Futbol tarihinin en unutulmaz anlarına ev sahipliği yapan 1986 Dünya Kupası'nın meşhur çeyrek final karşılaşması, Arjantin ve İngiltere takımları arasında oynandı. Bu maç, sadece Diego Maradona'nın eşsiz yetenekleriyle değil, aynı zamanda o karşılaşmayı yöneten Türk hakem Ali Şen'in de hikayesiyle hafızalarda yer etti. Maradona'nın "Tanrının Eli" golüyle hatırlanan bu önemli mücadele, sadece futbolseverler için değil, aynı zamanda hakemlik dünyası için de ayrı bir anlam taşıyor. Şimdi, o önemli maçın detaylarını ve neden geç başladığını Türk hakem Ali Şen'in gözünden dinleyelim.
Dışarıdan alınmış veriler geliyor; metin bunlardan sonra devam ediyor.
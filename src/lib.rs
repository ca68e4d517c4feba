//! # Glaive
//!
//! Intent classification for short utterances.
//!
//! Glaive learns one linear scoring unit per intent from labelled feature
//! sets and ranks intents for new input by softmax confidence, with an
//! explicit `None` outcome for input that matches no known intent.
//!
//! ## Features
//!
//! - Deterministic vocabularies built in corpus order
//! - Delta-rule training with momentum and learning-rate decay
//! - Fixed or adaptive stopping, cooperative cancellation, progress hooks
//! - Per-feature score explanations
//! - Lossless JSON and bincode model snapshots
//!
//! Text processing is pluggable through [`analysis::FeatureExtractor`].

pub mod analysis;
pub mod classifier;
pub mod cli;
pub mod corpus;
pub mod error;

pub mod prelude {
    pub use crate::analysis::{FeatureExtractor, FeatureSet, SimpleFeatureExtractor};
    pub use crate::classifier::{
        CancellationToken, Classification, IntentClassifier, IntentModel, ModelHandle,
        Trainer, TrainingConfig, TrainingExample, TrainingResult,
    };
    pub use crate::corpus::Corpus;
    pub use crate::error::{GlaiveError, Result};
}

// Version information
pub const VERSION: &str = env!("CARGO_PKG_VERSION");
Ali Şen, maçın gecikme nedenini anlatırken, stadyumdaki atmosferin heyecan dolu olduğunu belirtiyor. "Özellikle Maradona gibi bir efsanenin sahada olacağı bilgisi, herkesin beklentilerini yükseltmişti. Takımların ısınma süreleri uzadı ve oyuncuların sahaya çıkma hazırlıkları beklenmedik şekilde uzadı" diyor. Maç yürütümüne dair kurallar gerektirmesi görmeye alışık olduğumuz, hızlı ve etkili bir oyun süreci izlenimi vermeye çalışırken bile, birçok faktör işin içine girdi. Bu durum, hem hakemler hem de organizasyon ekibi için bir stres kaynağıydı.
Maçın başlamasıyla birlikte, Ali Şen için sahada olmak sadece bir görevden ibaret değildi. "Maradona gibi bir futbolcuya karşı hakemlik yapmak, birçok duygu barındıran bir deneyim. Herkes onun yeteneklerini konuşurken, ben de kuralları ve adaleti sağlamakla yükümlüydüm. Bu, büyük bir sorumluluktu" diyor. O zamanlarda, Maradona'nın efsanelerinin alev aldığı, futbolun sadece oyun değil aynı zamanda bir tutku olduğunun da altını çizen Şen, bütün bu duygularla başa çıkmanın zorluğundan bahsediyor. "Sahaya adım attığımda, kalbim hızla çarpıyordu. Altyapısını oluşturduğumuz sporun kalitesini yönetmek için elimden gelenin en iyisini yapmak lazım." ifadesiyle, o anların ne denli etkileyici olduğunu vurguladı.
Sonuç olarak, Ali Şen’in anıları, sadece futbolun değil, insan ilişkilerinin de dinamiklerini gözler önüne seriyor. Maç sonrasında yaşadığı duygular, birçok sporseverin kalbinde yer alan efsanevi anlarla birleştiğinde, bambaşka bir hikaye ortaya çıkıyor. Maradona'nın büyüleyici oyunu ve bu eşsiz anıların peşinde koşarken, hakemliğin ne denli zorlu ve kıymetli bir meslek olduğunu da unutmamak gerekiyor.
Ali Şen’in bu anlatımları, futbol dünyasında olanların sadece sonuçlardan ibaret olmadığını, arka planda büyük hikayelerin ve derin duyguların bulunduğunu bir kez daha ortaya koyuyor. Hakemlik yapmadaki tutku ve arzunun bir futbol karşılaşmasını ne denli etkilediğinin farkında olarak, bu deneyim sadece kişisel bir anekdot olmaktan çok, kolektif bir futbol kültürünün parçası haline geliyor. Maradona’nın efsanesi ve hakem Ali Şen’in anıları, futbol tarihinde asla unutulmayacak anlara dönüşmede önemli bir yere sahiptir.